◆ **WORK TO BE COMPLETED**: In the listing that follows, count every line with the word "PendingTick" in it and write only the total.

◆ **MATERIAL PROVIDED**:
• • • • •

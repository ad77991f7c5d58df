//! Host-side "solve me again later" capability.

/// Lower bound on the delay between two ticks.
pub const MIN_TICK_INTERVAL_MS: u64 = 10;

/// Requests a new solve after `delay_ms` milliseconds.
pub trait Scheduler {
    fn schedule_solution(&mut self, delay_ms: u64);
}

/// Floor `interval_ms` at [`MIN_TICK_INTERVAL_MS`]. Returns the delay to use
/// and whether it was raised.
#[must_use]
pub fn tick_delay(interval_ms: u64) -> (u64, bool) {
    if interval_ms < MIN_TICK_INTERVAL_MS {
        (MIN_TICK_INTERVAL_MS, true)
    } else {
        (interval_ms, false)
    }
}

/// Holds at most one pending tick; a newer request replaces the older one.
#[derive(Debug, Clone, Copy, Default, PartialEq, Eq)]
pub struct PendingTick {
    delay_ms: Option<u64>,
}

impl PendingTick {
    #[must_use]
    pub fn new() -> Self {
        Self::default()
    }

    #[must_use]
    pub fn is_pending(&self) -> bool {
        self.delay_ms.is_some()
    }

    #[must_use]
    pub fn delay_ms(&self) -> Option<u64> {
        self.delay_ms
    }

    /// Hand the pending request to the caller and clear it.
    pub fn take(&mut self) -> Option<u64> {
        self.delay_ms.take()
    }

    pub fn cancel(&mut self) {
        self.delay_ms = None;
    }
}

impl Scheduler for PendingTick {
    fn schedule_solution(&mut self, delay_ms: u64) {
        self.delay_ms = Some(delay_ms);
    }
}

• • • • •

◆ **EXPECTED ANSWER**: 3